▸ **What the exercise asks**
Give the tally of lines in the listing that include "found". No other words belong in the answer.

|---|

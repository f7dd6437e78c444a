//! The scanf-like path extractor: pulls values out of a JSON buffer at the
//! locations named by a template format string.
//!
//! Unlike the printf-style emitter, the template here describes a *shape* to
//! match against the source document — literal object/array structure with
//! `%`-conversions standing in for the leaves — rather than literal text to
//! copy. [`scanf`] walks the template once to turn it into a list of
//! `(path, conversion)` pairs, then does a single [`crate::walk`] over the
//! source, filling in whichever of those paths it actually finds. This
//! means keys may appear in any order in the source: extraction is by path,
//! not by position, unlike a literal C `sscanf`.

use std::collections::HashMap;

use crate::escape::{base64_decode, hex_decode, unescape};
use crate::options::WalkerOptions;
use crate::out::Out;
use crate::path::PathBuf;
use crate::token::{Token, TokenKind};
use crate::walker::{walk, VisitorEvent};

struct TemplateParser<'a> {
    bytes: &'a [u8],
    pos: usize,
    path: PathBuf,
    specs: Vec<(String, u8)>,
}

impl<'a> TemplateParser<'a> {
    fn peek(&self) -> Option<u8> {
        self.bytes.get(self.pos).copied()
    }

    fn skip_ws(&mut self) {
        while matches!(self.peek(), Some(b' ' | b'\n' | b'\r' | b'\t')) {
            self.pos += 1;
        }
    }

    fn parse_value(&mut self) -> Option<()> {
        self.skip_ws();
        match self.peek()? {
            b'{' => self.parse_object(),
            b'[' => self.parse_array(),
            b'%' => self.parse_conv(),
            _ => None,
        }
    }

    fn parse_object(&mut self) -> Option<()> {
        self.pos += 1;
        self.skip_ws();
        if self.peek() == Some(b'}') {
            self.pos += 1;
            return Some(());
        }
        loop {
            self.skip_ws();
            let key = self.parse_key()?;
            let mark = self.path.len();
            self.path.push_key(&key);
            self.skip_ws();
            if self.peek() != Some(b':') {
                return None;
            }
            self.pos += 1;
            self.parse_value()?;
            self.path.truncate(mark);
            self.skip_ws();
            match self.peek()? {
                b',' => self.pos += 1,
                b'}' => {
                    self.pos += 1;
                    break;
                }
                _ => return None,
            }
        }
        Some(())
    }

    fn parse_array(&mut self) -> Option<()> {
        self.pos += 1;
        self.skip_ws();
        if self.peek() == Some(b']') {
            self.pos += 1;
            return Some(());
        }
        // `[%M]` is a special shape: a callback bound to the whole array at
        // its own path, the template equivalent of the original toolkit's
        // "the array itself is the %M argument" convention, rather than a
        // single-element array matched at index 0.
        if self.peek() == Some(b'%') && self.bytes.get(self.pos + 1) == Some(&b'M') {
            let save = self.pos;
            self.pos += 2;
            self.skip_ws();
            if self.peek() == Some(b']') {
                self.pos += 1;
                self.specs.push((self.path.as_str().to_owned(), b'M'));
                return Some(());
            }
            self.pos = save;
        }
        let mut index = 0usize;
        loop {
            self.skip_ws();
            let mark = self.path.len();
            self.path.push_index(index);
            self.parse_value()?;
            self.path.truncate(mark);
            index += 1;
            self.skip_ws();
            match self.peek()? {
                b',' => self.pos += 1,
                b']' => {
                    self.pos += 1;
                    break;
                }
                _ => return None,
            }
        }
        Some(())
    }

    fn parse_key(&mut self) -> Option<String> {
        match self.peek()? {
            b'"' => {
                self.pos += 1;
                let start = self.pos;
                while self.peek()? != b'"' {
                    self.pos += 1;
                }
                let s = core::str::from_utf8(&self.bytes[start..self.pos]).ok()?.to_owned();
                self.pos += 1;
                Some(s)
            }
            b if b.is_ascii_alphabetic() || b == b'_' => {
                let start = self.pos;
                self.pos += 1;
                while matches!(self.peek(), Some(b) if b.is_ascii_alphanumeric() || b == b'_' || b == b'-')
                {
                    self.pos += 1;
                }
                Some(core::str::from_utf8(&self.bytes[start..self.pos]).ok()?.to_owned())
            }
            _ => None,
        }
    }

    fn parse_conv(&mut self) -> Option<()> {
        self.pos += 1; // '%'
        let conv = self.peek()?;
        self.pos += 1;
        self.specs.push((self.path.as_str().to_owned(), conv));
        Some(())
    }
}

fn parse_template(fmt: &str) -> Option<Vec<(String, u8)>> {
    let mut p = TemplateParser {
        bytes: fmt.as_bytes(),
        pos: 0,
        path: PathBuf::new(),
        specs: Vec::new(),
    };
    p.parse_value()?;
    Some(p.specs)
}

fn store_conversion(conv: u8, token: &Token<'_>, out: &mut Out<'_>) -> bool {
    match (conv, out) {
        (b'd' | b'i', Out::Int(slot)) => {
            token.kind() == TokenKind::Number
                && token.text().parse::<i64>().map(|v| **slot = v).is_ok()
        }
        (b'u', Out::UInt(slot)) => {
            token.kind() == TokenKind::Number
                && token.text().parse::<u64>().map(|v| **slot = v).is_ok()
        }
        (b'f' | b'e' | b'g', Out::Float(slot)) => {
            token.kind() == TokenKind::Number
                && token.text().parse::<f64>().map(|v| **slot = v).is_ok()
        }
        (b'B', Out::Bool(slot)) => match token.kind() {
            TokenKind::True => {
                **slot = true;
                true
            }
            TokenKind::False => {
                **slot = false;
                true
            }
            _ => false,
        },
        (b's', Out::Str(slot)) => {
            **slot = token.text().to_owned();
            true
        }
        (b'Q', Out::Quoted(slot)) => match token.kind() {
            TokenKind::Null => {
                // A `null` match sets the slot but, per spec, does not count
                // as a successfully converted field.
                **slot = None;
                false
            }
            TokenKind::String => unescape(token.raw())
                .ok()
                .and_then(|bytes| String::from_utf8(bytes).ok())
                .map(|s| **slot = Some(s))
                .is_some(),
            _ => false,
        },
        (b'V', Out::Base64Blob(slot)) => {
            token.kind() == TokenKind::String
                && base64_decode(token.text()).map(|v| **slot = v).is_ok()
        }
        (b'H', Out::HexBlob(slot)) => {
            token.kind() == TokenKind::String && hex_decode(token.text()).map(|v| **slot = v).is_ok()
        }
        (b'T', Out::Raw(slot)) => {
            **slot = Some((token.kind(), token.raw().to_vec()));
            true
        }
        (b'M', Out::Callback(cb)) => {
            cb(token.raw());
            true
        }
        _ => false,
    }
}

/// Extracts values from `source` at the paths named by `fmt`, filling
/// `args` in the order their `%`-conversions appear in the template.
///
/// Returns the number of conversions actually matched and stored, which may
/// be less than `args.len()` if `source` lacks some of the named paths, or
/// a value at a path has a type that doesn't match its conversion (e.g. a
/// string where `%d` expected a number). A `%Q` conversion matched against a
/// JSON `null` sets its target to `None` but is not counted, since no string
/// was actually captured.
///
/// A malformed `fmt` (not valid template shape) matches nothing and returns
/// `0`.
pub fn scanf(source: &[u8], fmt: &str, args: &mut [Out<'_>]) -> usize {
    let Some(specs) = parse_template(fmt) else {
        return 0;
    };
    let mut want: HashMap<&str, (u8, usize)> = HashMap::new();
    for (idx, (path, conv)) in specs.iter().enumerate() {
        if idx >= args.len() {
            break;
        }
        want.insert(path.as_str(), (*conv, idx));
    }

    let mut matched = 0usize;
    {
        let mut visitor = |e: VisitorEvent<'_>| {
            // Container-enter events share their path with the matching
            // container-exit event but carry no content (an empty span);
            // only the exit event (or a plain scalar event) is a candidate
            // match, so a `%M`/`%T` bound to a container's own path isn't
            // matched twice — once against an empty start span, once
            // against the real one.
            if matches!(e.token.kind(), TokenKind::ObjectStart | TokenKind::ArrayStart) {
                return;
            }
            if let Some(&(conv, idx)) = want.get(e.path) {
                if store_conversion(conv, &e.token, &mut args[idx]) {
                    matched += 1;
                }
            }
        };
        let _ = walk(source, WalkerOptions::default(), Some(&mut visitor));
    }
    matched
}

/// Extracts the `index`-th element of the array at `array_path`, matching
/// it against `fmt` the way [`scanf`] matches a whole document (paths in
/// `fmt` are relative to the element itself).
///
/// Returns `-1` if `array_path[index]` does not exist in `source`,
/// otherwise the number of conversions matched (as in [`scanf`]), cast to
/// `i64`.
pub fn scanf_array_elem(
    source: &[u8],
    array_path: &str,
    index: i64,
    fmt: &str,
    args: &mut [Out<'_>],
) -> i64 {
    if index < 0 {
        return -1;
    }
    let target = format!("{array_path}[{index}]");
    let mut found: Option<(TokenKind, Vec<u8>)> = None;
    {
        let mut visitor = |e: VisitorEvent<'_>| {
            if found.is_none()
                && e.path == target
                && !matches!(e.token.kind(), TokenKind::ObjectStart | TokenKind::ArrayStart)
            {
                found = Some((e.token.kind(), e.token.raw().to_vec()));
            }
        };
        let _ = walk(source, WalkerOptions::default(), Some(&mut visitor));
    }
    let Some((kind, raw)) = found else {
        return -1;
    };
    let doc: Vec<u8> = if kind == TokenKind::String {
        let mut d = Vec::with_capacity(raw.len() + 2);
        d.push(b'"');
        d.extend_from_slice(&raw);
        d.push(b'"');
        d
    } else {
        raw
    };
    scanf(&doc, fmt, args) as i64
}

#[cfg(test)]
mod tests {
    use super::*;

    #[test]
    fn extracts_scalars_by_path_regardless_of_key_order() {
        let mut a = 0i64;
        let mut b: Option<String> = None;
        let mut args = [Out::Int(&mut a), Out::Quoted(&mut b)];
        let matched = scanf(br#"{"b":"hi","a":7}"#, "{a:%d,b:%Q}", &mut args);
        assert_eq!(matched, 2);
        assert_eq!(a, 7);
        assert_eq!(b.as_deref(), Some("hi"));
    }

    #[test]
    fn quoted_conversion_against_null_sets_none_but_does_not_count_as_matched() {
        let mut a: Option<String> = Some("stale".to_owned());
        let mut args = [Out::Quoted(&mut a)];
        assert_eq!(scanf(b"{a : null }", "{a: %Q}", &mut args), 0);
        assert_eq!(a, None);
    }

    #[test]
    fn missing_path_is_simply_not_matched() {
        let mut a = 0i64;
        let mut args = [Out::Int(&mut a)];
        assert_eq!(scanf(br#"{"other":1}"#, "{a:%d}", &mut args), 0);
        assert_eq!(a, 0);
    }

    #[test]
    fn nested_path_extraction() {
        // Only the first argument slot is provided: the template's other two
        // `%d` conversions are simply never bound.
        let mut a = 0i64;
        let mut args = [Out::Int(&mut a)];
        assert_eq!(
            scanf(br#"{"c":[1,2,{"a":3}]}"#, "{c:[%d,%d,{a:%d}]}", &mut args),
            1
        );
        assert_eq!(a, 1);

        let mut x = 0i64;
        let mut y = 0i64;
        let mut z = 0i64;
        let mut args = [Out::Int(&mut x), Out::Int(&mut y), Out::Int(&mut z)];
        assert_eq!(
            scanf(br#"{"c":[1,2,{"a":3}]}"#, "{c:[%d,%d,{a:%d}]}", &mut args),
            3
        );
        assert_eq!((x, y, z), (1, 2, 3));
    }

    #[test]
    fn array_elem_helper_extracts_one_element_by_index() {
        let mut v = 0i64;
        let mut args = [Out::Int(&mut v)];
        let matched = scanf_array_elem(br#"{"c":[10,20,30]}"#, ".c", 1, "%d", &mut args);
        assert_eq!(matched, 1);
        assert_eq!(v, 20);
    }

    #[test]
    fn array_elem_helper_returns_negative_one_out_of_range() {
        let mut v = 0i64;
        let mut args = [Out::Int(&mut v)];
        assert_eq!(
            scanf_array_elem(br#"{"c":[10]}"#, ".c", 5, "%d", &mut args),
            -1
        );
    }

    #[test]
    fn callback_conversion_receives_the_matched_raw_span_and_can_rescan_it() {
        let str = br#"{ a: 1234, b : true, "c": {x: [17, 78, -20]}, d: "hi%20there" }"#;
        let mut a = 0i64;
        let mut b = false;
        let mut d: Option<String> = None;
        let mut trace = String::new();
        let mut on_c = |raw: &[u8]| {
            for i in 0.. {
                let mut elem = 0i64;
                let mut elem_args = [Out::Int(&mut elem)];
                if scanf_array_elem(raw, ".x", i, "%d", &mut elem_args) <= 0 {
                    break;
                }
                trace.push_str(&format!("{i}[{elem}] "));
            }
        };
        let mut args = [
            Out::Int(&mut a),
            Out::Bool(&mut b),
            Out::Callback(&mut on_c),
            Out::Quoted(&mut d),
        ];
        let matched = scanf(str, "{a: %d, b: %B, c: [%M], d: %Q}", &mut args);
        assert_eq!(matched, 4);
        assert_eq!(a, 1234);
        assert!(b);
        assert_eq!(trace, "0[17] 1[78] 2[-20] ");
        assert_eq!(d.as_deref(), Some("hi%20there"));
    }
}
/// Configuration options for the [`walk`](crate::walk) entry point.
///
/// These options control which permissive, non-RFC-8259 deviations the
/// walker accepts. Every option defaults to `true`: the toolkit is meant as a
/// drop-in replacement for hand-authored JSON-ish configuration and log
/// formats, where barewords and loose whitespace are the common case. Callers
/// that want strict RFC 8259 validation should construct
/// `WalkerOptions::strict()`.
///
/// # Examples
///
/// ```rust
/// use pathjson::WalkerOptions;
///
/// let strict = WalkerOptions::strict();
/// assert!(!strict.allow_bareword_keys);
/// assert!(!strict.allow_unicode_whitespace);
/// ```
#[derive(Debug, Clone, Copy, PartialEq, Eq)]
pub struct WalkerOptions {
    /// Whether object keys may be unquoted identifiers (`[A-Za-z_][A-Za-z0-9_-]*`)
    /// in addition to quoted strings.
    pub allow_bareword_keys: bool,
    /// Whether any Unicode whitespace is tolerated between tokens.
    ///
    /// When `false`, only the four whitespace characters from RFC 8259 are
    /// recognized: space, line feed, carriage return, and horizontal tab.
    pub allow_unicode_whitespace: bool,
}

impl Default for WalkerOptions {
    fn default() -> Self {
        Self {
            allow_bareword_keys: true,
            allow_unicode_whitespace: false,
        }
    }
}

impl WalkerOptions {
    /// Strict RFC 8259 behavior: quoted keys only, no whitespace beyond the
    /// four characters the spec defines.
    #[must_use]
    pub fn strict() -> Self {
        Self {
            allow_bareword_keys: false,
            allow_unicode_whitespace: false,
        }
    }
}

|---|

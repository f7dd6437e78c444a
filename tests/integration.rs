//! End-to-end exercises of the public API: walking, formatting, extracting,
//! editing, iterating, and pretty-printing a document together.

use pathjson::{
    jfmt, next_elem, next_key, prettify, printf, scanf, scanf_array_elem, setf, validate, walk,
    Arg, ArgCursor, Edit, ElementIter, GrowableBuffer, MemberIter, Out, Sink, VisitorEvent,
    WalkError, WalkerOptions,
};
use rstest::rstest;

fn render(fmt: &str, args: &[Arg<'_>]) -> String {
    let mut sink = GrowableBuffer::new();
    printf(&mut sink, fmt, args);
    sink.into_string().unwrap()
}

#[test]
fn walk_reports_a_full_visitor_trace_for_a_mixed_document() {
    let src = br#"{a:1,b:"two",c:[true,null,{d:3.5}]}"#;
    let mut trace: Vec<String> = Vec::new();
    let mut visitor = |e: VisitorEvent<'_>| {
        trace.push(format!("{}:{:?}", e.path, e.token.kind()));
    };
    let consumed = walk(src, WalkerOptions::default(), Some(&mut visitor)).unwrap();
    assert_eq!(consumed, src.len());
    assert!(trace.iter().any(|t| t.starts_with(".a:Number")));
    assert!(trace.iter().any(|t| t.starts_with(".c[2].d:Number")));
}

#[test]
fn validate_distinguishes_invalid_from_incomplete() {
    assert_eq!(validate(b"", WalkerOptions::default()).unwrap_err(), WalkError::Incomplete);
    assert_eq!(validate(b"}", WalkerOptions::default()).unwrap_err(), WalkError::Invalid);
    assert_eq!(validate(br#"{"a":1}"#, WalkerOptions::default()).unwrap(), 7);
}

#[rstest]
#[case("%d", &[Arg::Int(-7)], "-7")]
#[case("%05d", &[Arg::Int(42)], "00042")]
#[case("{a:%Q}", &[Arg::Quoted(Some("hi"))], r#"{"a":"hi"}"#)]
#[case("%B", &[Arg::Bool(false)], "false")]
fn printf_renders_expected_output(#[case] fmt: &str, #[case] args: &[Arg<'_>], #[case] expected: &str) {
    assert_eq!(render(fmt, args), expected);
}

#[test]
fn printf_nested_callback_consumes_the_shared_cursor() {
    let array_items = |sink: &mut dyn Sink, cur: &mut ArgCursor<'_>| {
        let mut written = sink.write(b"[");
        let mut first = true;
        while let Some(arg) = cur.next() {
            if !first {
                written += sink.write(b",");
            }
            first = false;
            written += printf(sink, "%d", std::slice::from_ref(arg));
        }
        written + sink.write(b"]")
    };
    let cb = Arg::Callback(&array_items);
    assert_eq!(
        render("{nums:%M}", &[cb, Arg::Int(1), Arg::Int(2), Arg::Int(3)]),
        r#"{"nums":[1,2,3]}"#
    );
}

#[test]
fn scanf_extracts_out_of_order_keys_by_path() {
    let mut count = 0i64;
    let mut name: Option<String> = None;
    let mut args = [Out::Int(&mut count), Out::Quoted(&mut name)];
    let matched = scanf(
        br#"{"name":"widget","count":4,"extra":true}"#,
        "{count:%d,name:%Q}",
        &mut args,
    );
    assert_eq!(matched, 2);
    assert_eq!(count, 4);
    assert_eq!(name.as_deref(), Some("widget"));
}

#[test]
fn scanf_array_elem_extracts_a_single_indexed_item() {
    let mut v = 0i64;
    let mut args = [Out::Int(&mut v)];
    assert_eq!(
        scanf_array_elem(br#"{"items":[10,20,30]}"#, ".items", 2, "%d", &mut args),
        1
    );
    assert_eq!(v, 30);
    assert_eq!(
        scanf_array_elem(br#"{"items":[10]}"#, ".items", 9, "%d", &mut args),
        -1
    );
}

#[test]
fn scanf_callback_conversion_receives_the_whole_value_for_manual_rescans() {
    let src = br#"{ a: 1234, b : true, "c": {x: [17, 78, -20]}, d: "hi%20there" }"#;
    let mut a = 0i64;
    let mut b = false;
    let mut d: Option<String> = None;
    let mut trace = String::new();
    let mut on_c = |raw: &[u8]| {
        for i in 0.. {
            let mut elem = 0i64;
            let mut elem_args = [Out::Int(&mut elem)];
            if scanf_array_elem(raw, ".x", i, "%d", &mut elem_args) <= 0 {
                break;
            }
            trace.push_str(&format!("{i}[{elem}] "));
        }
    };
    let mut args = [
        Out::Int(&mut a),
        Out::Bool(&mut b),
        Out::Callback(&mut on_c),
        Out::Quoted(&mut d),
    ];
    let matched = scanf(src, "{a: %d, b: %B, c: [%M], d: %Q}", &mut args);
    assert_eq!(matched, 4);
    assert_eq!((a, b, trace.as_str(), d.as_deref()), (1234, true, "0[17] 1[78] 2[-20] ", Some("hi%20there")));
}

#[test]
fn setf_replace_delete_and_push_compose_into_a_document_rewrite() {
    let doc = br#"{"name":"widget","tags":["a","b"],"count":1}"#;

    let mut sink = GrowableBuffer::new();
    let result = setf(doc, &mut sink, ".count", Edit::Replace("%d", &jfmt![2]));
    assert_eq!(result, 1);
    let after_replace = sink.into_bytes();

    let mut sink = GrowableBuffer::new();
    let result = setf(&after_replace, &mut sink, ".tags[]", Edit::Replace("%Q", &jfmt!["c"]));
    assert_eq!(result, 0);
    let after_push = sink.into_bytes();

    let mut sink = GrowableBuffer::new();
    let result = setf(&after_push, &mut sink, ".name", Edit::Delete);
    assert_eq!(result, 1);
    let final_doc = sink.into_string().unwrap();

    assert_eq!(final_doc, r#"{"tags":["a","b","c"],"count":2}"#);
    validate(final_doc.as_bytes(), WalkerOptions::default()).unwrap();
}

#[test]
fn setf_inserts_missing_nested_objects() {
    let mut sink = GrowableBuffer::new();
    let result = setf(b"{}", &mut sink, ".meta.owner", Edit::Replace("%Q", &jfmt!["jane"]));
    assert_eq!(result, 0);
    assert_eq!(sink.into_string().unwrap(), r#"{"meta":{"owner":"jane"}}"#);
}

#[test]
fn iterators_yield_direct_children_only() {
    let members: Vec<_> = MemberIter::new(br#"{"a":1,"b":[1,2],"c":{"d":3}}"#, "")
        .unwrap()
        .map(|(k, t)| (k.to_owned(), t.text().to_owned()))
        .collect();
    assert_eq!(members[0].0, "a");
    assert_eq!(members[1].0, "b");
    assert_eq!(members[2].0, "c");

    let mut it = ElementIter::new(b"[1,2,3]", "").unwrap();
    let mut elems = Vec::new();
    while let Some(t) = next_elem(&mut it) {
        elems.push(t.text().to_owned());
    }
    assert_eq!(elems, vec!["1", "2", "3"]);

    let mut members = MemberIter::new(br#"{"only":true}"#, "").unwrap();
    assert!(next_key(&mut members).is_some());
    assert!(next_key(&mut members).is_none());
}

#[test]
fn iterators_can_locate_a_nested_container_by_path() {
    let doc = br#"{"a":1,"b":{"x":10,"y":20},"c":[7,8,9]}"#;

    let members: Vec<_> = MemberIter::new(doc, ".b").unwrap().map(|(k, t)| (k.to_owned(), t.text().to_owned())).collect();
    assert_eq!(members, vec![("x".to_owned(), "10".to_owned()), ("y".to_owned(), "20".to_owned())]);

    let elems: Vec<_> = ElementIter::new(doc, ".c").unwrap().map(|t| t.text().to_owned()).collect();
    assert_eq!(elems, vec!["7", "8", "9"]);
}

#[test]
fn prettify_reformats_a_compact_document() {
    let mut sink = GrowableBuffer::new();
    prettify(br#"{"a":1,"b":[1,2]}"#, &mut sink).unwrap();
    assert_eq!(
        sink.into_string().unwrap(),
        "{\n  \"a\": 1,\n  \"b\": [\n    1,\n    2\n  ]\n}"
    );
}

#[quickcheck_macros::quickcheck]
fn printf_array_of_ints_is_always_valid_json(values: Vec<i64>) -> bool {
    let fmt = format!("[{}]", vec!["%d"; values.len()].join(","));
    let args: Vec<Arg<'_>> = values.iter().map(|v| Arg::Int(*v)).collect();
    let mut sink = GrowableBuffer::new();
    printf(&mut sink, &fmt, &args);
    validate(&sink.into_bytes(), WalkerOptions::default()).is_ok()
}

|---|

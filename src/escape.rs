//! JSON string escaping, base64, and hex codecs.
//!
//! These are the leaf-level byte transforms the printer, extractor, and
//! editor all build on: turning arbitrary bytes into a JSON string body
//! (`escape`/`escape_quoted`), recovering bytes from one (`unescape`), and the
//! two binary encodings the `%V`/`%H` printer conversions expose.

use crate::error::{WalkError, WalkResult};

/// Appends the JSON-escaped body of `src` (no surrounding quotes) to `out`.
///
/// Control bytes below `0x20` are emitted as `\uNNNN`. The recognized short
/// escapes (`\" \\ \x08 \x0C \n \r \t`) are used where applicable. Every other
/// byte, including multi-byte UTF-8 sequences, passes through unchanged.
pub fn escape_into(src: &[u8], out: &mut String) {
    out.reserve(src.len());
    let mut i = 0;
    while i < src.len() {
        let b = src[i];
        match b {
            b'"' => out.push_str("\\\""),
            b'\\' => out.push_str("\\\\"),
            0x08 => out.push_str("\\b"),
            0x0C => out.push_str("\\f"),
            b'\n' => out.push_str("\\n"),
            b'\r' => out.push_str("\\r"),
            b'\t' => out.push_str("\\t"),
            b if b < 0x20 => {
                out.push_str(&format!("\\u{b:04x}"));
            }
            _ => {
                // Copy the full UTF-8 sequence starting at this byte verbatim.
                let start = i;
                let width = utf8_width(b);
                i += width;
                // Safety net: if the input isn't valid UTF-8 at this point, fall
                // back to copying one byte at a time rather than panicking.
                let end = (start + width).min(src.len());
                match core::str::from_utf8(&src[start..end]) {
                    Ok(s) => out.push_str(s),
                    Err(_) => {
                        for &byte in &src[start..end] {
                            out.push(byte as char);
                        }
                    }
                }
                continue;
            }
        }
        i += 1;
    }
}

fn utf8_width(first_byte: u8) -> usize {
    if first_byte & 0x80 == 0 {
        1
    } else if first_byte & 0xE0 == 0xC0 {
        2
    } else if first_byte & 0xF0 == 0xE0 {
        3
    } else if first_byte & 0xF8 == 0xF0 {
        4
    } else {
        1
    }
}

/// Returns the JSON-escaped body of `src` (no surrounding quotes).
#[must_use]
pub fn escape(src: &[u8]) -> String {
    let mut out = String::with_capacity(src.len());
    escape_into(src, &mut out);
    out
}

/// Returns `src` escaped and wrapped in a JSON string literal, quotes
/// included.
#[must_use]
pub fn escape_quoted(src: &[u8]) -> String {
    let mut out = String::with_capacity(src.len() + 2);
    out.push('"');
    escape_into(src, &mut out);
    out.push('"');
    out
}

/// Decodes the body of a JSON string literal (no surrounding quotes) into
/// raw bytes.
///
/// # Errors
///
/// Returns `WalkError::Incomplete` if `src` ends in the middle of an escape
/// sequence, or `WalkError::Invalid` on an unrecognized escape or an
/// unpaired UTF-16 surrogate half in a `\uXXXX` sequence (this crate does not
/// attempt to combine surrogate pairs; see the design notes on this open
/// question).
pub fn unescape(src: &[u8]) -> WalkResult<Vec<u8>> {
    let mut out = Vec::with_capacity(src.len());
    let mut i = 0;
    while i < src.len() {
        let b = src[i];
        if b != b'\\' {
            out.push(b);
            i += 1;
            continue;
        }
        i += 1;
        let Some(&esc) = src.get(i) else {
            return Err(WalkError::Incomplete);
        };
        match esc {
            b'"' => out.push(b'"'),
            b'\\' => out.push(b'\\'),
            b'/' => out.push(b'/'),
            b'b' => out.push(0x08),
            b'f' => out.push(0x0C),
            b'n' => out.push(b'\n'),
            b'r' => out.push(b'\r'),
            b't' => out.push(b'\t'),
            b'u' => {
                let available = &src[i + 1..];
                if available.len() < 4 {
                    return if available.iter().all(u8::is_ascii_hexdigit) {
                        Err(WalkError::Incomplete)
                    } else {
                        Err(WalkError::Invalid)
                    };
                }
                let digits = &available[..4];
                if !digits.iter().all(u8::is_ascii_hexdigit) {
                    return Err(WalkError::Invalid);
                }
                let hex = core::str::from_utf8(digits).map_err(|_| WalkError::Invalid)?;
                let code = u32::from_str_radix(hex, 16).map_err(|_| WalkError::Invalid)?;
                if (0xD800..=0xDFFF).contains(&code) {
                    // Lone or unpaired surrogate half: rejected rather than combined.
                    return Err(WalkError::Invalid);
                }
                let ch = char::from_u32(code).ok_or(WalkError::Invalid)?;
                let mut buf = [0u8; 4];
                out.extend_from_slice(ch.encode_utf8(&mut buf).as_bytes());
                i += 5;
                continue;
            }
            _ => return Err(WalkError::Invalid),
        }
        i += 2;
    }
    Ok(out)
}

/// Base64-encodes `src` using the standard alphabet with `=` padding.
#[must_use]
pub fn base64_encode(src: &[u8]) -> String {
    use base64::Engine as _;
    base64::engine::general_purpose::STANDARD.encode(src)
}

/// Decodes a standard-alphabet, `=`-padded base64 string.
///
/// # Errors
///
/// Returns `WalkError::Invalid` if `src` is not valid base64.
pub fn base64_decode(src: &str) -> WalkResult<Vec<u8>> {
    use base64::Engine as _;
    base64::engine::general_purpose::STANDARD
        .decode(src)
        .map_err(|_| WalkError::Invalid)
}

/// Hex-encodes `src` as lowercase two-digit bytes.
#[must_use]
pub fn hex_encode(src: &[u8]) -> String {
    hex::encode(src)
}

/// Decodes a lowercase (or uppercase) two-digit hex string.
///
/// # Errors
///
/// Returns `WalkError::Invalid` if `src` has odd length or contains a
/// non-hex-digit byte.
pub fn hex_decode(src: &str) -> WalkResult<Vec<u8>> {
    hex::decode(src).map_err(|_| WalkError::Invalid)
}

|---|

▸ **Result of the exercise**
4